## Exercise requirements:
In the listing below, print exactly the lines between the line holding "and tree-shaped) but" and the line holding "the shading math.", inclusive, and no more.
· · · ·
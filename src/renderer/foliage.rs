//! Foliage particle pipeline.

use wgpu::util::DeviceExt;

use crate::gpu::{pipeline_helpers, RenderContext};
use crate::scene::FoliageSet;

/// Per-point instance data.
/// Must match the WGSL InstanceIn struct layout exactly.
#[repr(C)]
#[derive(Clone, Copy, bytemuck::Pod, bytemuck::Zeroable)]
struct FoliageInstance {
    /// Scattered rest position (xyz), base point size (w)
    scatter_pos_size: [f32; 4],
    /// Tree rest position (xyz), w unused
    tree_pos: [f32; 4],
    /// Linear base color (rgb), w unused
    color: [f32; 4],
}

/// Per-frame uniforms for the foliage program.
/// Must match the WGSL FoliageGlobals struct layout exactly.
#[repr(C)]
#[derive(Debug, Clone, Copy, bytemuck::Pod, bytemuck::Zeroable)]
struct FoliageGlobals {
    mix_value: f32,
    time: f32,
    pixel_ratio: f32,
    _pad: f32,
}

fn instance_layout() -> wgpu::VertexBufferLayout<'static> {
    wgpu::VertexBufferLayout {
        array_stride: std::mem::size_of::<FoliageInstance>()
            as wgpu::BufferAddress,
        step_mode: wgpu::VertexStepMode::Instance,
        attributes: &[
            wgpu::VertexAttribute {
                format: wgpu::VertexFormat::Float32x4,
                offset: 0,
                shader_location: 0, // scatter_pos_size
            },
            wgpu::VertexAttribute {
                format: wgpu::VertexFormat::Float32x4,
                offset: 16,
                shader_location: 1, // tree_pos
            },
            wgpu::VertexAttribute {
                format: wgpu::VertexFormat::Float32x4,
                offset: 32,
                shader_location: 2, // color
            },
        ],
    }
}

/// Renders the foliage point set as blended billboard discs.
pub struct FoliageRenderer {
    pipeline: wgpu::RenderPipeline,
    instance_buffer: wgpu::Buffer,
    globals_buffer: wgpu::Buffer,
    globals_bind_group: wgpu::BindGroup,
    count: u32,
}

impl FoliageRenderer {
    /// Build the pipeline and upload the immutable attribute buffer.
    pub fn new(
        context: &RenderContext,
        camera_layout: &wgpu::BindGroupLayout,
        set: &FoliageSet,
    ) -> Self {
        let instances: Vec<FoliageInstance> = (0..set.len())
            .map(|i| FoliageInstance {
                scatter_pos_size: set.scatter[i].extend(set.sizes[i]).to_array(),
                tree_pos: set.tree[i].extend(0.0).to_array(),
                color: set.colors[i].extend(0.0).to_array(),
            })
            .collect();

        let instance_buffer = context.device.create_buffer_init(
            &wgpu::util::BufferInitDescriptor {
                label: Some("Foliage Instance Buffer"),
                contents: bytemuck::cast_slice(&instances),
                usage: wgpu::BufferUsages::VERTEX,
            },
        );

        let globals_buffer = context.device.create_buffer_init(
            &wgpu::util::BufferInitDescriptor {
                label: Some("Foliage Globals Buffer"),
                contents: bytemuck::cast_slice(&[FoliageGlobals {
                    mix_value: 0.0,
                    time: 0.0,
                    pixel_ratio: 1.0,
                    _pad: 0.0,
                }]),
                usage: wgpu::BufferUsages::UNIFORM
                    | wgpu::BufferUsages::COPY_DST,
            },
        );

        let globals_layout = pipeline_helpers::single_uniform_layout(
            &context.device,
            "Foliage Globals Layout",
            wgpu::ShaderStages::VERTEX,
        );
        let globals_bind_group = pipeline_helpers::single_uniform_bind_group(
            &context.device,
            "Foliage Globals Bind Group",
            &globals_layout,
            &globals_buffer,
        );

        let pipeline =
            Self::create_pipeline(context, camera_layout, &globals_layout);

        Self {
            pipeline,
            instance_buffer,
            globals_buffer,
            globals_bind_group,
            count: set.len() as u32,
        }
    }

    fn create_pipeline(
        context: &RenderContext,
        camera_layout: &wgpu::BindGroupLayout,
        globals_layout: &wgpu::BindGroupLayout,
    ) -> wgpu::RenderPipeline {
        let shader = context.device.create_shader_module(wgpu::include_wgsl!(
            "../../assets/shaders/foliage.wgsl"
        ));

        let pipeline_layout = context.device.create_pipeline_layout(
            &wgpu::PipelineLayoutDescriptor {
                label: Some("Foliage Pipeline Layout"),
                bind_group_layouts: &[camera_layout, globals_layout],
                push_constant_ranges: &[],
            },
        );

        context.device.create_render_pipeline(
            &wgpu::RenderPipelineDescriptor {
                label: Some("Foliage Pipeline"),
                layout: Some(&pipeline_layout),
                vertex: wgpu::VertexState {
                    module: &shader,
                    entry_point: Some("vs_main"),
                    buffers: &[instance_layout()],
                    compilation_options: Default::default(),
                },
                fragment: Some(wgpu::FragmentState {
                    module: &shader,
                    entry_point: Some("fs_main"),
                    targets: &[Some(wgpu::ColorTargetState {
                        format: context.format(),
                        blend: Some(wgpu::BlendState::ALPHA_BLENDING),
                        write_mask: wgpu::ColorWrites::ALL,
                    })],
                    compilation_options: Default::default(),
                }),
                primitive: wgpu::PrimitiveState {
                    topology: wgpu::PrimitiveTopology::TriangleStrip,
                    ..Default::default()
                },
                depth_stencil: Some(pipeline_helpers::depth_read_only()),
                multisample: wgpu::MultisampleState::default(),
                multiview: None,
                cache: None,
            },
        )
    }

    /// Upload this frame's mix/time/pixel-ratio uniforms.
    pub fn prepare(
        &self,
        queue: &wgpu::Queue,
        mix: f32,
        time: f32,
        pixel_ratio: f32,
    ) {
        queue.write_buffer(
            &self.globals_buffer,
            0,
            bytemuck::cast_slice(&[FoliageGlobals {
                mix_value: mix,
                time,
                pixel_ratio,
                _pad: 0.0,
            }]),
        );
    }

    /// Record the draw into the given pass.
    pub fn draw<'a>(
        &'a self,
        render_pass: &mut wgpu::RenderPass<'a>,
        camera_bind_group: &'a wgpu::BindGroup,
    ) {
        if self.count == 0 {
            return;
        }
        render_pass.set_pipeline(&self.pipeline);
        render_pass.set_bind_group(0, camera_bind_group, &[]);
        render_pass.set_bind_group(1, &self.globals_bind_group, &[]);
        render_pass.set_vertex_buffer(0, self.instance_buffer.slice(..));
        render_pass.draw(0..4, 0..self.count);
    }
}
//! Host-side animation: easing curves and the formation toggle.
//!
//! The scene has exactly two logical states (scattered and tree-shaped) but
//! a continuous visual parameter. This module keeps the two separate: a
//! discrete [`Formation`] target and a [`FormationMix`] scalar that eases
//! toward it over time. The spatial smoothstep applied inside the shaders
//! is a different curve and lives with the shading math.

pub mod easing;
pub mod formation;

pub use easing::EasingFunction;
pub use formation::{Formation, FormationMix};
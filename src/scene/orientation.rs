//! Random per-instance orientation seeds.

use glam::Vec4;
use rand::Rng;

/// One 4-component seed vector per instance, every scalar independent and
/// uniform in [0,1).
///
/// Downstream shading reads x/y as a rotation-axis seed, z as a
/// rotation-phase seed, and w as the blink-timing seed that decorrelates
/// the highlight pulse across instances.
pub fn generate_random_orientations(
    rng: &mut impl Rng,
    count: usize,
) -> Vec<Vec4> {
    let mut orientations = Vec::with_capacity(count);
    for _ in 0..count {
        orientations.push(Vec4::new(
            rng.random::<f32>(),
            rng.random::<f32>(),
            rng.random::<f32>(),
            rng.random::<f32>(),
        ));
    }
    orientations
}

#[cfg(test)]
mod tests {
    use super::*;
    use rand::rngs::StdRng;
    use rand::SeedableRng;

    #[test]
    fn test_components_in_unit_range() {
        let mut rng = StdRng::seed_from_u64(3);
        for o in generate_random_orientations(&mut rng, 1000) {
            for c in o.to_array() {
                assert!((0.0..1.0).contains(&c));
            }
        }
    }

    #[test]
    fn test_zero_count_is_empty() {
        let mut rng = StdRng::seed_from_u64(3);
        assert!(generate_random_orientations(&mut rng, 0).is_empty());
    }

    #[test]
    fn test_deterministic_with_fixed_seed() {
        let mut a = StdRng::seed_from_u64(8);
        let mut b = StdRng::seed_from_u64(8);
        assert_eq!(
            generate_random_orientations(&mut a, 50),
            generate_random_orientations(&mut b, 50)
        );
    }
}
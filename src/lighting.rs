//! Stylized metallic lighting parameters shared with the ornament shader.

use wgpu::util::DeviceExt;

use crate::gpu::{pipeline_helpers, RenderContext};
use crate::options::LightingOptions;

/// Lighting configuration for the ornament shading model.
/// NOTE: Must match the WGSL struct layout exactly (64 bytes).
#[repr(C)]
#[derive(Debug, Copy, Clone, bytemuck::Pod, bytemuck::Zeroable)]
pub struct LightingUniform {
    /// Directional light direction (normalized).
    pub light_dir: [f32; 3],
    /// Ambient floor of the diffuse term.
    pub ambient: f32,
    /// Specular highlight tint.
    pub specular_color: [f32; 3],
    /// Specular highlight intensity.
    pub specular_intensity: f32,
    /// Additive blink highlight tint for gold instances.
    pub blink_color: [f32; 3],
    /// Blink highlight intensity.
    pub blink_intensity: f32,
    /// Specular shininess exponent.
    pub shininess: f32,
    /// Fresnel edge falloff power (higher = tighter edge glow).
    pub fresnel_power: f32,
    /// Fresnel edge brightness boost.
    pub fresnel_intensity: f32,
    pub(crate) _pad: f32,
}

impl Default for LightingUniform {
    fn default() -> Self {
        Self {
            // Upper-right key light
            light_dir: normalize([1.0, 2.0, 1.0]),
            ambient: 0.2,
            // Warm, golden specular highlight
            specular_color: [1.0, 0.9, 0.7],
            specular_intensity: 2.5,
            // Intense additive gold glow when blinking
            blink_color: [1.0, 0.9, 0.5],
            blink_intensity: 20.0,
            // Sharp highlight for a metallic look
            shininess: 64.0,
            fresnel_power: 3.0,
            fresnel_intensity: 1.5,
            _pad: 0.0,
        }
    }
}

impl LightingUniform {
    /// Build a uniform from runtime options, keeping the fixed tints.
    pub fn from_options(options: &LightingOptions) -> Self {
        Self {
            ambient: options.ambient,
            specular_intensity: options.specular_intensity,
            blink_intensity: options.blink_intensity,
            shininess: options.shininess,
            fresnel_power: options.fresnel_power,
            fresnel_intensity: options.fresnel_intensity,
            ..Self::default()
        }
    }
}

fn normalize(v: [f32; 3]) -> [f32; 3] {
    let len = (v[0] * v[0] + v[1] * v[1] + v[2] * v[2]).sqrt();
    [v[0] / len, v[1] / len, v[2] / len]
}

/// Lighting uniform plus its GPU buffer and bind group.
pub struct Lighting {
    /// CPU copy of the lighting parameters.
    pub uniform: LightingUniform,
    /// GPU uniform buffer.
    pub buffer: wgpu::Buffer,
    /// Bind group layout (group 2 of the ornament pipeline).
    pub layout: wgpu::BindGroupLayout,
    /// Bind group exposing the lighting uniform.
    pub bind_group: wgpu::BindGroup,
}

impl Lighting {
    /// Create the lighting GPU state from runtime options.
    pub fn new(context: &RenderContext, options: &LightingOptions) -> Self {
        let uniform = LightingUniform::from_options(options);

        let buffer = context.device.create_buffer_init(
            &wgpu::util::BufferInitDescriptor {
                label: Some("Lighting Buffer"),
                contents: bytemuck::cast_slice(&[uniform]),
                usage: wgpu::BufferUsages::UNIFORM
                    | wgpu::BufferUsages::COPY_DST,
            },
        );

        let layout = pipeline_helpers::single_uniform_layout(
            &context.device,
            "Lighting Bind Group Layout",
            wgpu::ShaderStages::FRAGMENT,
        );

        let bind_group = pipeline_helpers::single_uniform_bind_group(
            &context.device,
            "Lighting Bind Group",
            &layout,
            &buffer,
        );

        Self {
            uniform,
            buffer,
            layout,
            bind_group,
        }
    }

    /// Upload the current uniform values.
    pub fn update_gpu(&self, queue: &wgpu::Queue) {
        queue.write_buffer(&self.buffer, 0, bytemuck::cast_slice(&[self.uniform]));
    }
}

#[cfg(test)]
mod tests {
    use super::*;

    #[test]
    fn test_light_dir_is_normalized() {
        let uniform = LightingUniform::default();
        let d = uniform.light_dir;
        let len = (d[0] * d[0] + d[1] * d[1] + d[2] * d[2]).sqrt();
        assert!((len - 1.0).abs() < 1e-6);
    }

    #[test]
    fn test_uniform_size_matches_wgsl() {
        assert_eq!(std::mem::size_of::<LightingUniform>(), 64);
    }

    #[test]
    fn test_from_options_overrides() {
        let options = LightingOptions {
            ambient: 0.3,
            ..LightingOptions::default()
        };
        let uniform = LightingUniform::from_options(&options);
        assert_eq!(uniform.ambient, 0.3);
        // Fixed tints stay at their defaults.
        assert_eq!(uniform.specular_color, [1.0, 0.9, 0.7]);
    }
}
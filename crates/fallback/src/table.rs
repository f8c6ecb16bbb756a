//! Bundled verse tables.
//!
//! All bundled text is the King James Version, which is in the public domain.

use crate::error::{ErrorKind, Result};
use exn::ResultExt;
use lectio_canon::VerseReference;
use rand::Rng;
use rand::seq::SliceRandom;
use std::collections::HashSet;
use std::sync::LazyLock;

/// Translation of every bundled text.
pub const BUNDLED_VERSION: &str = "KJV";

const POPULAR: [&str; 28] = [
    "Jeremiah 29:11",
    "Psalm 23:1",
    "Philippians 4:13",
    "Romans 8:28",
    "Isaiah 40:31",
    "John 3:16",
    "Proverbs 3:5-6",
    "Matthew 11:28",
    "John 14:27",
    "Romans 15:13",
    "Psalm 91:1-2",
    "James 1:5",
    "Psalm 37:5",
    "2 Corinthians 12:9",
    "Isaiah 26:3",
    "Psalm 103:3",
    "Colossians 3:23",
    "Ephesians 2:8",
    "1 John 4:19",
    "Psalm 46:10",
    "Romans 5:8",
    "Galatians 2:20",
    "Hebrews 11:1",
    "Matthew 6:26",
    "Psalm 139:14",
    "Isaiah 41:10",
    "Lamentations 3:22-23",
    "Psalm 27:1",
];

const JEREMIAH_29_11: &str = "For I know the thoughts that I think toward you, saith the LORD, thoughts of peace, \
    and not of evil, to give you an expected end.";
const PSALM_23_1: &str = "The LORD is my shepherd; I shall not want.";
const PHILIPPIANS_4_13: &str = "I can do all things through Christ which strengtheneth me.";
const ROMANS_8_28: &str = "And we know that all things work together for good to them that love God, \
    to them who are the called according to his purpose.";
const ISAIAH_40_31: &str = "But they that wait upon the LORD shall renew their strength; they shall mount up with \
    wings as eagles; they shall run, and not be weary; and they shall walk, and not faint.";
const JOHN_3_16: &str = "For God so loved the world, that he gave his only begotten Son, that whosoever believeth \
    in him should not perish, but have everlasting life.";

const OFFLINE: [(&str, &str); 18] = [
    ("Jeremiah 29:11", JEREMIAH_29_11),
    ("Psalm 23:1", PSALM_23_1),
    ("Philippians 4:13", PHILIPPIANS_4_13),
    ("Romans 8:28", ROMANS_8_28),
    ("Isaiah 40:31", ISAIAH_40_31),
    ("John 3:16", JOHN_3_16),
    (
        "Proverbs 3:5-6",
        "Trust in the LORD with all thine heart; and lean not unto thine own understanding. \
         In all thy ways acknowledge him, and he shall direct thy paths.",
    ),
    (
        "Matthew 11:28",
        "Come unto me, all ye that labour and are heavy laden, and I will give you rest.",
    ),
    (
        "John 14:27",
        "Peace I leave with you, my peace I give unto you: not as the world giveth, give I unto you. \
         Let not your heart be troubled, neither let it be afraid.",
    ),
    (
        "Romans 15:13",
        "Now the God of hope fill you with all joy and peace in believing, that ye may abound in hope, \
         through the power of the Holy Ghost.",
    ),
    (
        "Psalm 91:1-2",
        "He that dwelleth in the secret place of the most High shall abide under the shadow of the Almighty. \
         I will say of the LORD, He is my refuge and my fortress: my God; in him will I trust.",
    ),
    (
        "James 1:5",
        "If any of you lack wisdom, let him ask of God, that giveth to all men liberally, and upbraideth not; \
         and it shall be given him.",
    ),
    (
        "Psalm 37:5",
        "Commit thy way unto the LORD; trust also in him; and he shall bring it to pass.",
    ),
    (
        "2 Corinthians 12:9",
        "And he said unto me, My grace is sufficient for thee: for my strength is made perfect in weakness. \
         Most gladly therefore will I rather glory in my infirmities, that the power of Christ may rest upon me.",
    ),
    (
        "Isaiah 26:3",
        "Thou wilt keep him in perfect peace, whose mind is stayed on thee: because he trusteth in thee.",
    ),
    ("Psalm 103:3", "Who forgiveth all thine iniquities; who healeth all thy diseases;"),
    ("Colossians 3:23", "And whatsoever ye do, do it heartily, as to the Lord, and not unto men;"),
    (
        "Ephesians 2:8",
        "For by grace are ye saved through faith; and that not of yourselves: it is the gift of God:",
    ),
];

const HARDCODED: [(&str, &str); 6] = [
    (
        "Joshua 1:9",
        "Have not I commanded thee? Be strong and of a good courage; be not afraid, neither be thou dismayed: \
         for the LORD thy God is with thee whithersoever thou goest.",
    ),
    ("Psalm 46:1", "God is our refuge and strength, a very present help in trouble."),
    ("Psalm 118:24", "This is the day which the LORD hath made; we will rejoice and be glad in it."),
    (
        "Philippians 4:6",
        "Be careful for nothing; but in every thing by prayer and supplication with thanksgiving \
         let your requests be made known unto God.",
    ),
    ("1 Peter 5:7", "Casting all your care upon him; for he careth for you."),
    (
        "Matthew 6:34",
        "Take therefore no thought for the morrow: for the morrow shall take thought for the things of itself. \
         Sufficient unto the day is the evil thereof.",
    ),
];

// The bundled tables are checked by the tests below; they cannot fail to parse.
static POPULAR_REFERENCES: LazyLock<Vec<VerseReference>> =
    LazyLock::new(|| POPULAR.iter().map(|reference| reference.parse().unwrap()).collect());
static OFFLINE_TABLE: LazyLock<StaticVerseTable> = LazyLock::new(|| StaticVerseTable::from_entries(OFFLINE).unwrap());
static HARDCODED_TABLE: LazyLock<StaticVerseTable> =
    LazyLock::new(|| StaticVerseTable::from_entries(HARDCODED).unwrap());
static FAILSAFE: LazyLock<(VerseReference, &'static str)> =
    LazyLock::new(|| ("Jeremiah 29:11".parse().unwrap(), JEREMIAH_29_11));

/// Widely loved references, used by the popular tier.
pub fn popular_references() -> &'static [VerseReference] {
    &POPULAR_REFERENCES
}

/// The single verse that is always available.
pub fn failsafe() -> (VerseReference, &'static str) {
    *FAILSAFE
}

/// Read-only mapping from reference to text.
#[derive(Debug, Clone, Default, PartialEq, Eq)]
pub struct StaticVerseTable {
    entries: Vec<(VerseReference, String)>,
}

impl StaticVerseTable {
    /// Build a table from `(reference, text)` pairs.
    ///
    /// # Errors
    ///
    /// If any reference fails to parse.
    pub fn from_entries<R: AsRef<str>, T: Into<String>>(entries: impl IntoIterator<Item = (R, T)>) -> Result<Self> {
        let entries = entries
            .into_iter()
            .map(|(reference, text)| {
                let reference = reference.as_ref();
                let parsed = reference
                    .parse::<VerseReference>()
                    .or_raise(|| ErrorKind::InvalidReference(reference.to_string()))?;
                Ok((parsed, text.into()))
            })
            .collect::<Result<Vec<_>>>()?;
        Ok(Self { entries })
    }

    /// The bundled offline table (18 verses).
    pub fn offline() -> &'static Self {
        &OFFLINE_TABLE
    }

    /// The bundled hardcoded table (6 verses).
    pub fn hardcoded() -> &'static Self {
        &HARDCODED_TABLE
    }

    pub fn get(&self, reference: &VerseReference) -> Option<&str> {
        self.entries.iter().find(|(candidate, _)| candidate == reference).map(|(_, text)| text.as_str())
    }

    pub fn len(&self) -> usize {
        self.entries.len()
    }

    pub fn is_empty(&self) -> bool {
        self.entries.is_empty()
    }

    pub fn references(&self) -> impl Iterator<Item = &VerseReference> {
        self.entries.iter().map(|(reference, _)| reference)
    }

    /// Up to `amount` distinct entries chosen at random, skipping `exclude`.
    pub fn sample<R: Rng + ?Sized>(
        &self,
        amount: usize,
        exclude: &HashSet<VerseReference>,
        rng: &mut R,
    ) -> Vec<(VerseReference, &str)> {
        let candidates: Vec<_> = self.entries.iter().filter(|(reference, _)| !exclude.contains(reference)).collect();
        candidates
            .choose_multiple(rng, amount)
            .copied()
            .map(|(reference, text)| (*reference, text.as_str()))
            .collect()
    }
}

#[cfg(test)]
mod tests {
    use super::*;
    use rand::SeedableRng;
    use rand::rngs::StdRng;

    #[test]
    fn test_bundled_tables() {
        assert_eq!(popular_references().len(), 28);
        assert_eq!(StaticVerseTable::offline().len(), 18);
        assert_eq!(StaticVerseTable::hardcoded().len(), 6);
        let (reference, text) = failsafe();
        assert_eq!(reference.to_string(), "Jeremiah 29:11");
        assert_eq!(StaticVerseTable::offline().get(&reference), Some(text));
    }

    #[test]
    fn test_bundled_tables_are_layered() {
        let offline = StaticVerseTable::offline();
        let popular: HashSet<_> = popular_references().iter().collect();
        assert!(offline.references().all(|reference| popular.contains(reference)));
        // Each tier must have something the earlier tiers cannot have served.
        for reference in StaticVerseTable::hardcoded().references() {
            assert!(offline.get(reference).is_none(), "{reference} is also an offline verse");
            assert!(!popular.contains(reference), "{reference} is also a popular verse");
        }
    }

    #[test]
    fn test_bundled_texts_are_clean() {
        for table in [StaticVerseTable::offline(), StaticVerseTable::hardcoded()] {
            for reference in table.references() {
                let text = table.get(reference).unwrap();
                assert!(!text.contains("  "), "{reference} has doubled whitespace");
                assert_eq!(text.trim(), text);
            }
        }
    }

    #[test]
    fn test_from_entries_rejects_invalid_references() {
        let err = StaticVerseTable::from_entries([("Hezekiah 1:1", "no such book")]).unwrap_err();
        assert_eq!(*err, ErrorKind::InvalidReference("Hezekiah 1:1".to_string()));
    }

    #[test]
    fn test_sample_without_replacement() {
        let mut rng = StdRng::seed_from_u64(3);
        let table = StaticVerseTable::offline();
        let sample = table.sample(10, &HashSet::new(), &mut rng);
        let distinct: HashSet<_> = sample.iter().map(|(reference, _)| *reference).collect();
        assert_eq!(distinct.len(), 10);
        assert_eq!(table.sample(100, &HashSet::new(), &mut rng).len(), 18);
    }

    #[test]
    fn test_sample_skips_excluded() {
        let mut rng = StdRng::seed_from_u64(3);
        let table = StaticVerseTable::hardcoded();
        let exclude: HashSet<_> = table.references().take(4).copied().collect();
        let sample = table.sample(6, &exclude, &mut rng);
        assert_eq!(sample.len(), 2);
        assert!(sample.iter().all(|(reference, _)| !exclude.contains(reference)));
    }
}
//! Fallback Error Types
//!
//! Tier failures are values the chain matches on; none of them ever leave
//! [`FallbackChain::get_emergency_verses`](crate::FallbackChain::get_emergency_verses).

use crate::tier::FallbackTier;
use derive_more::{Display, Error};

/// A fallback error with automatic location tracking.
pub type Error = exn::Exn<ErrorKind>;
/// Result type alias for fallback operations.
pub type Result<T> = std::result::Result<T, Error>;

#[derive(Debug, Display, Error, Clone, PartialEq, Eq)]
pub enum ErrorKind {
    /// A tier could not contribute a single verse.
    #[display("fallback tier {_0} produced no verses")]
    TierExhausted(#[error(not(source))] FallbackTier),
    /// A bundled table entry does not name a valid reference.
    #[display("invalid table reference: {_0}")]
    InvalidReference(#[error(not(source))] String),
}

impl ErrorKind {
    /// Returns `true` if retrying might succeed.
    pub fn is_retryable(&self) -> bool {
        matches!(self, Self::TierExhausted(FallbackTier::Popular))
    }
}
· · · ·
## Response below:
//! The scene has exactly two logical states (scattered and tree-shaped) but
//! a continuous visual parameter. This module keeps the two separate: a
//! discrete [`Formation`] target and a [`FormationMix`] scalar that eases
//! toward it over time. The spatial smoothstep applied inside the shaders
//! is a different curve and lives with the shading math.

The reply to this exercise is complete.